線粒體同時也是ATP合成的重要場所，ATP是生物體內最直接的能量來源，當線粒體功能受損，ATP合成障礙，生物體會呈現疲乏狀態。MDA是由機體內自由基和某些脂質發生過氧化反應產生，是機體氧化損傷的標志［18］；GSH是機體抗氧化功能的指標，其參加參與了脂質過氧化物的清除［19］。當機體骨骼肌內MDA含量增多，GSH含量下降，則提示骨骼肌處于氧化損傷、供能障礙狀態，能量來源不足，機體表現出疲乏無力癥狀。本實驗結果表明，MDA、ATP含量：模型組<劑量組<空白對照組，GSH含量：空白對照組<劑量組<模型組。提示CRF裸鼠體內MDA、ATP含量減少，GSH含量增多，肺復康方能夠通過增加MDA、ATP含量，減低GSH含量來緩解CRF癥狀。

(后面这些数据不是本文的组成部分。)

//! Operation context — per-operation state shared across the call tree.
//!
//! One `OperationContext` exists per top-level operation. Delegation hands
//! sub-agents a *handle* onto the same shared state (cancellation signal,
//! attribute bag, step log) tagged with the supervisor's identity, so a
//! supervisor's trace and its sub-agents' traces merge into one observable
//! log and a cancellation fired anywhere is seen everywhere.
//!
//! The attribute bag and step log are behind sync locks: hooks run
//! synchronously in the calling flow, and parallel tool executions within
//! one step may touch them concurrently.

use std::collections::HashMap;
use std::sync::{Arc, Mutex, RwLock};

use chrono::{DateTime, Utc};
use serde::{Deserialize, Serialize};
use tokio_util::sync::CancellationToken;
use uuid::Uuid;

use crate::backend::Usage;
use crate::error::Error;

/// Identifies the supervisor step that spawned a delegated invocation.
#[derive(Debug, Clone, PartialEq, Eq, Serialize, Deserialize)]
pub struct ParentRef {
    /// Name of the supervising agent
    pub agent: String,

    /// The supervisor's 1-based step number that requested the delegation
    pub step: usize,
}

/// Status of a recorded step.
#[derive(Debug, Clone, Copy, PartialEq, Eq, Serialize, Deserialize)]
#[serde(rename_all = "lowercase")]
pub enum StepStatus {
    Ok,
    Error,
    Aborted,
}

/// What a step produced, summarized for the trace.
#[derive(Debug, Clone, Serialize, Deserialize)]
pub enum StepOutput {
    /// Final text answer
    Text(String),

    /// Final structured object
    Structured(serde_json::Value),

    /// Tool-call requests by tool name
    ToolCalls(Vec<String>),
}

/// Outcome of one tool execution within a step.
#[derive(Debug, Clone, Serialize, Deserialize)]
pub struct ToolResultRecord {
    pub tool: String,
    pub ok: bool,
    pub summary: String,
    pub duration_ms: u64,
}

/// One entry in the operation's step log: a model round-trip plus any
/// tool executions it triggered.
#[derive(Debug, Clone, Serialize, Deserialize)]
pub struct StepRecord {
    /// Which agent's loop produced this step
    pub agent: String,

    /// 1-based step number within that agent's loop
    pub step: u32,

    /// Number of messages in the input snapshot for this round-trip
    pub input_messages: usize,

    /// What the model produced
    #[serde(default, skip_serializing_if = "Option::is_none")]
    pub output: Option<StepOutput>,

    /// Results of tool executions triggered by this step
    #[serde(default, skip_serializing_if = "Vec::is_empty")]
    pub tool_results: Vec<ToolResultRecord>,

    /// Token usage reported by the backend, if any
    #[serde(default, skip_serializing_if = "Option::is_none")]
    pub usage: Option<Usage>,

    pub status: StepStatus,

    /// Delegation parentage of the loop that wrote this record
    #[serde(default, skip_serializing_if = "Option::is_none")]
    pub parent: Option<ParentRef>,

    pub started_at: DateTime<Utc>,

    #[serde(default, skip_serializing_if = "Option::is_none")]
    pub finished_at: Option<DateTime<Utc>>,
}

/// The final reply of one agent operation.
#[derive(Debug, Clone, Serialize, Deserialize)]
pub struct AgentReply {
    pub content: ReplyContent,

    /// Model round-trips the agent's own loop used
    pub steps: u32,

    /// True when the reply is a best-effort partial result forced by the
    /// step budget or a stop predicate
    pub partial: bool,
}

/// Final reply content.
#[derive(Debug, Clone, Serialize, Deserialize)]
pub enum ReplyContent {
    Text(String),
    Structured(serde_json::Value),
}

impl AgentReply {
    /// Render the reply as text: structured replies are JSON-encoded.
    pub fn render(&self) -> String {
        match &self.content {
            ReplyContent::Text(t) => t.clone(),
            ReplyContent::Structured(v) => v.to_string(),
        }
    }

    /// The text content, if this reply is text.
    pub fn as_text(&self) -> Option<&str> {
        match &self.content {
            ReplyContent::Text(t) => Some(t),
            ReplyContent::Structured(_) => None,
        }
    }
}

/// State shared by every context handle in one operation tree.
struct SharedState {
    cancellation: CancellationToken,
    cancel_reason: Mutex<Option<String>>,
    attributes: RwLock<HashMap<String, serde_json::Value>>,
    step_log: Mutex<Vec<StepRecord>>,
}

/// Per-operation mutable state, shared by reference across the call tree.
///
/// Cloning a context (or calling [`child_for`](Self::child_for)) produces a
/// handle onto the *same* cancellation signal, attributes and step log —
/// state is never copied.
#[derive(Clone)]
pub struct OperationContext {
    operation_id: Arc<str>,
    shared: Arc<SharedState>,
    parent: Option<ParentRef>,
}

impl OperationContext {
    /// Create a fresh context for a new top-level operation.
    pub fn new() -> Self {
        Self::with_id(Uuid::new_v4().to_string())
    }

    /// Create a context with a caller-assigned operation id.
    pub fn with_id(operation_id: impl Into<String>) -> Self {
        Self {
            operation_id: Arc::from(operation_id.into()),
            shared: Arc::new(SharedState {
                cancellation: CancellationToken::new(),
                cancel_reason: Mutex::new(None),
                attributes: RwLock::new(HashMap::new()),
                step_log: Mutex::new(Vec::new()),
            }),
            parent: None,
        }
    }

    /// The immutable operation id.
    pub fn operation_id(&self) -> &str {
        &self.operation_id
    }

    /// Create a handle for a delegated invocation. Shares all state;
    /// only the parent tag differs.
    pub fn child_for(&self, supervisor: impl Into<String>, step: usize) -> Self {
        Self {
            operation_id: self.operation_id.clone(),
            shared: self.shared.clone(),
            parent: Some(ParentRef {
                agent: supervisor.into(),
                step,
            }),
        }
    }

    /// Delegation parentage of this handle, if it was created for a
    /// delegated invocation.
    pub fn parent(&self) -> Option<&ParentRef> {
        self.parent.as_ref()
    }

    // ── Cancellation ──

    /// Request cancellation of the entire operation tree.
    ///
    /// The first caller's reason wins; later calls are no-ops.
    pub fn cancel(&self, reason: impl Into<String>) {
        {
            let mut slot = self.shared.cancel_reason.lock().unwrap_or_else(|e| e.into_inner());
            if slot.is_none() {
                *slot = Some(reason.into());
            }
        }
        self.shared.cancellation.cancel();
    }

    /// Whether cancellation has been requested anywhere in the tree.
    pub fn is_cancelled(&self) -> bool {
        self.shared.cancellation.is_cancelled()
    }

    /// The recorded cancellation reason, if cancellation was requested.
    pub fn cancel_reason(&self) -> Option<String> {
        self.shared
            .cancel_reason
            .lock()
            .unwrap_or_else(|e| e.into_inner())
            .clone()
    }

    /// A clone of the shared cancellation token, for `select!`-style racing.
    pub fn cancellation_token(&self) -> CancellationToken {
        self.shared.cancellation.clone()
    }

    /// Build the structured cancellation error for this operation.
    pub fn cancelled_error(&self) -> Error {
        Error::Cancelled {
            reason: self
                .cancel_reason()
                .unwrap_or_else(|| "cancelled".to_string()),
        }
    }

    // ── Attributes ──

    /// Set an attribute. Last write wins.
    pub fn set_attribute(&self, key: impl Into<String>, value: serde_json::Value) {
        self.shared
            .attributes
            .write()
            .unwrap_or_else(|e| e.into_inner())
            .insert(key.into(), value);
    }

    /// Read a single attribute.
    pub fn attribute(&self, key: &str) -> Option<serde_json::Value> {
        self.shared
            .attributes
            .read()
            .unwrap_or_else(|e| e.into_inner())
            .get(key)
            .cloned()
    }

    /// Snapshot of all attributes.
    pub fn attributes(&self) -> HashMap<String, serde_json::Value> {
        self.shared
            .attributes
            .read()
            .unwrap_or_else(|e| e.into_inner())
            .clone()
    }

    // ── Step log ──

    /// Append a step record. Returns its index in the shared log.
    pub fn record_step(&self, record: StepRecord) -> usize {
        let mut log = self.shared.step_log.lock().unwrap_or_else(|e| e.into_inner());
        log.push(record);
        log.len() - 1
    }

    /// Number of records in the shared log (across the whole tree).
    pub fn step_count(&self) -> usize {
        self.shared
            .step_log
            .lock()
            .unwrap_or_else(|e| e.into_inner())
            .len()
    }

    /// Snapshot of the shared step log.
    pub fn step_log(&self) -> Vec<StepRecord> {
        self.shared
            .step_log
            .lock()
            .unwrap_or_else(|e| e.into_inner())
            .clone()
    }
}

impl Default for OperationContext {
    fn default() -> Self {
        Self::new()
    }
}

impl std::fmt::Debug for OperationContext {
    fn fmt(&self, f: &mut std::fmt::Formatter<'_>) -> std::fmt::Result {
        f.debug_struct("OperationContext")
            .field("operation_id", &self.operation_id)
            .field("parent", &self.parent)
            .field("cancelled", &self.is_cancelled())
            .field("steps", &self.step_count())
            .finish()
    }
}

本實驗在前期研究的基礎上，通過建立肺癌CRF裸鼠模型，肺復康方中藥干預，測定裸鼠骨骼肌內Mfn1、Drp1蛋白含量及ATP、MDA、GSH含量，探究肺復康方對肺癌CRF裸鼠骨骼肌的干預機制。綜上可得結論：肺復康方能夠有效緩解CRF癥狀，其機制可能與興奮HPA軸，促進CORT分泌、抑制ACTH合成，促進骨骼肌融合，抑制其分裂，減少其氧化損傷有關。